Alexandre Ganea [Thu, 28 Feb 2019 03:03:07 +0000 (03:03 +0000)]
Fix non-Windows platforms build break introduced by r355065. Fixes:
In file included from /home/buildbots/ppc64le-lld-multistage-test/ppc64le-lld-multistage-test/llvm/lib/Support/Memory.cpp:14:
/home/buildbots/ppc64le-lld-multistage-test/ppc64le-lld-multistage-test/llvm/include/llvm/Support/Memory.h:38:14: error: private field 'Flags' is not used [-Werror,-Wunused-private-field]
unsigned Flags = 0;
^
1 error generated.
Alexandre Ganea [Thu, 28 Feb 2019 02:47:34 +0000 (02:47 +0000)]
[Memory] Add basic support for large/huge memory pages
This patch introduces Memory::MF_HUGE_HINT which indicates that allocateMappedMemory() shall return a pointer to a large memory page.
However the flag is a hint because we're not guaranteed in any way that we will get back a large memory page. There are several restrictions:
- Large/huge memory pages aren't enabled by default on modern OSes (Windows 10 and Linux at least), and should be manually enabled/reserved.
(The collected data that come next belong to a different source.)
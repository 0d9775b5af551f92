//! Demo profile data.
//!
//! Loads three customers (one card and one address each) and one unowned
//! card and address. Everything goes through the regular create paths, so
//! ids are freshly generated.

use crate::model::attributes::{Address, Card};
use crate::model::user::{User, UserProfile};
use crate::repo::error::ProfileResult;
use crate::service::profile_store::ProfileStore;
use crate::store::DocumentStore;
use log::info;

/// Outcome of [`seed_demo_profiles`].
#[derive(Debug, Clone, Copy, PartialEq, Eq)]
pub enum SeedOutcome {
    /// Store already had customers; nothing written.
    Skipped,
    Seeded { customers: usize },
}

struct DemoCustomer {
    first_name: &'static str,
    last_name: &'static str,
    username: &'static str,
    password: &'static str,
    salt: &'static str,
    card: (&'static str, &'static str, &'static str),
    address: (&'static str, &'static str, &'static str, &'static str),
}

const DEMO_CUSTOMERS: [DemoCustomer; 3] = [
    DemoCustomer {
        first_name: "Eve",
        last_name: "Berger",
        username: "Eve_Berger",
        password: "fec51acb3365747fc61247da5e249674cf8463c2",
        salt: "c748112bc027878aa62812ba1ae00e40ad46d497",
        card: ("5953580604169678", "08/19", "678"),
        address: ("246", "Whitelees Road", "Glasgow", "G67 3DL"),
    },
    DemoCustomer {
        first_name: "User",
        last_name: "Name",
        username: "user",
        password: "e2de7202bb2201842d041f6de201b10438369fb8",
        salt: "6c1c6176e8b455ef37da13d953df971c249d0d8e",
        card: ("5544154011345918", "08/19", "958"),
        address: ("246", "Whitelees Road", "Glasgow", "G67 3DL"),
    },
    DemoCustomer {
        first_name: "User1",
        last_name: "Name1",
        username: "user1",
        password: "8f31df4dcc25694aeb0c212118ae37bbd6e47bcd",
        salt: "bd832b0e10c6882deabc5e8e60a37689e2b708c2",
        card: ("0908415193175205", "08/19", "280"),
        address: ("4", "Maes-Y-Deri", "Aberdare", "CF44 6TF"),
    },
];

const DEMO_COUNTRY: &str = "United Kingdom";

impl DemoCustomer {
    fn to_user(&self) -> User {
        let (long_num, expires, ccv) = self.card;
        let (number, street, city, postcode) = self.address;
        User {
            profile: UserProfile {
                first_name: self.first_name.to_string(),
                last_name: self.last_name.to_string(),
                username: self.username.to_string(),
                password: self.password.to_string(),
                salt: self.salt.to_string(),
                ..UserProfile::default()
            },
            user_id: String::new(),
            cards: vec![Card::new(long_num, expires, ccv)],
            addresses: vec![Address::new(number, street, city, postcode, DEMO_COUNTRY)],
        }
    }
}

/// Seeds the demo profiles unless at least one customer exists.
pub fn seed_demo_profiles<S: DocumentStore>(store: &ProfileStore<S>) -> ProfileResult<SeedOutcome> {
    if !store.list_users(Some(1))?.is_empty() {
        info!("event=seed module=fixtures status=skipped reason=customers_present");
        return Ok(SeedOutcome::Skipped);
    }

    for demo in &DEMO_CUSTOMERS {
        store.create_user(&demo.to_user())?;
    }
    store.create_card(&Card::new("5429804235432", "04/16", "432"), None)?;
    store.create_address(&Address::new("3", "my road", "London", "", "UK"), None)?;

    info!(
        "event=seed module=fixtures status=ok customers={}",
        DEMO_CUSTOMERS.len()
    );
    Ok(SeedOutcome::Seeded {
        customers: DEMO_CUSTOMERS.len(),
    })
}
- Once enabled, it should be kept in mind that large pages are physical only, they can't be swapped.
- Memory fragmentation can affect the availability of large pages, especially after running the OS for a long time and/or running along many other applications.
Memory::allocateMappedMemory() will fallback to 4KB pages if it can't allocate 2MB large pages (if Memory::MF_HUGE_HINT is provided)
Currently, Memory::MF_HUGE_HINT only works on Windows. The hint will be ignored on Linux, 4KB pages will always be returned.
Eric Christopher [Thu, 28 Feb 2019 01:11:12 +0000 (01:11 +0000)]
Temporarily revert "ArgumentPromotion should copy all metadata to new Function" and the dependent patch "Refine ArgPromotion metadata handling" as they're causing segfaults in argument promotion.
Reid Kleckner [Wed, 27 Feb 2019 23:38:44 +0000 (23:38 +0000)]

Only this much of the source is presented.